Mmabatho Television was a television station owned by the Bophuthatswana Broadcasting Corporation, sister to Bop TV and with a public service profile, similar to sister station Radio Mmabatho. Broadcasting from the city of Mmabatho (hence its name), it was available to all of Bophuthatswana via terrestrial television and all of Africa via satellite. It was known for its educational and religious programming.

== History ==
Mmabatho TV was set up in 1990 as a public service television station broadcasting in both English and Tswana. Its satellite signal was available free of charge in Bophuthatswana, where it was fed to terrestrial relay stations, and across Africa as an additional subscription service to Bop TV's satellite signal. From the beginning, the station carried educational programming, at a time when the SABC did not have such a service.

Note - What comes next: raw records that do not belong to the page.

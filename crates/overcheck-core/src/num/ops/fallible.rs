// Copyright (c) 2025 Felix Kahle.
//
// Permission is hereby granted, free of charge, to any person obtaining
// a copy of this software and associated documentation files (the
// "Software"), to deal in the Software without restriction, including
// without limitation the rights to use, copy, modify, merge, publish,
// distribute, sublicense, and/or sell copies of the Software, and to
// permit persons to whom the Software is furnished to do so, subject to
// the following conditions:
//
// The above copyright notice and this permission notice shall be
// included in all copies or substantial portions of the Software.
//
// THE SOFTWARE IS PROVIDED "AS IS", WITHOUT WARRANTY OF ANY KIND,
// EXPRESS OR IMPLIED, INCLUDING BUT NOT LIMITED TO THE WARRANTIES OF
// MERCHANTABILITY, FITNESS FOR A PARTICULAR PURPOSE AND
// NONINFRINGEMENT. IN NO EVENT SHALL THE AUTHORS OR COPYRIGHT HOLDERS BE
// LIABLE FOR ANY CLAIM, DAMAGES OR OTHER LIABILITY, WHETHER IN AN ACTION
// OF CONTRACT, TORT OR OTHERWISE, ARISING FROM, OUT OF OR IN CONNECTION
// WITH THE SOFTWARE OR THE USE OR OTHER DEALINGS IN THE SOFTWARE.

//! `Result`-returning forms of the checked operations.
//!
//! These bridge the exactness flag to `?`-style error propagation: a non-exact
//! outcome becomes an [`ArithmeticError`] carrying the operation and operands.

use crate::num::{
    error::{ArithmeticError, Operation},
    ops::checked_arithmetic::{checked_add, checked_div_rem, checked_mul, checked_sub},
    width::FixedWidth,
};

/// Adds two integers, failing if the sum is not representable.
///
/// # Examples
///
/// ```rust
/// # use overcheck_core::num::ops::fallible::try_add;
/// # use overcheck_core::num::error::FaultKind;
/// assert_eq!(try_add(1u8, 2), Ok(3));
/// assert_eq!(try_add(i8::MIN, -1).unwrap_err().kind(), FaultKind::Underflow);
/// ```
#[inline]
pub fn try_add<T>(a: T, b: T) -> Result<T, ArithmeticError<T>>
where
    T: FixedWidth,
{
    checked_add(a, b).into_result(Operation::Add, a, b)
}

/// Subtracts `b` from `a`, failing if the difference is not representable.
#[inline]
pub fn try_sub<T>(a: T, b: T) -> Result<T, ArithmeticError<T>>
where
    T: FixedWidth,
{
    checked_sub(a, b).into_result(Operation::Sub, a, b)
}

/// Multiplies two integers, failing if the product is not representable.
#[inline]
pub fn try_mul<T>(a: T, b: T) -> Result<T, ArithmeticError<T>>
where
    T: FixedWidth,
{
    checked_mul(a, b).into_result(Operation::Mul, a, b)
}

/// Truncated division returning `(quotient, remainder)`.
///
/// # Examples
///
/// ```rust
/// # use overcheck_core::num::ops::fallible::try_div_rem;
/// # use overcheck_core::num::error::FaultKind;
/// assert_eq!(try_div_rem(7i16, -3), Ok((-2, 1)));
/// assert_eq!(try_div_rem(5u16, 0).unwrap_err().kind(), FaultKind::DivideByZero);
/// ```
#[inline]
pub fn try_div_rem<T>(dividend: T, divisor: T) -> Result<(T, T), ArithmeticError<T>>
where
    T: FixedWidth,
{
    checked_div_rem(dividend, divisor).into_result(dividend, divisor)
}

/// Truncated division returning the quotient only.
#[inline]
pub fn try_div<T>(dividend: T, divisor: T) -> Result<T, ArithmeticError<T>>
where
    T: FixedWidth,
{
    try_div_rem(dividend, divisor).map(|(quotient, _)| quotient)
}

The educational programming was carried on a subservice known as Edutel, which, up until 1991, was carried on Bop TV. In May 1994, Mmabatho TV was included on Multichoice's analogue satellite decoder, sold in a bundle with Bop TV, following an agreement to carry the two channels.

The station was in jeopardy in September 1995 when a preliminary decision to shut down Boputhatswana Broadcasting Corporation as a whole following the reintegration of Bophuthatswana into South Africa took place. It closed in 1998, subsequently, some of its staff made it to the Midi-E TV bid for a national private channel, which eventually became e.tv.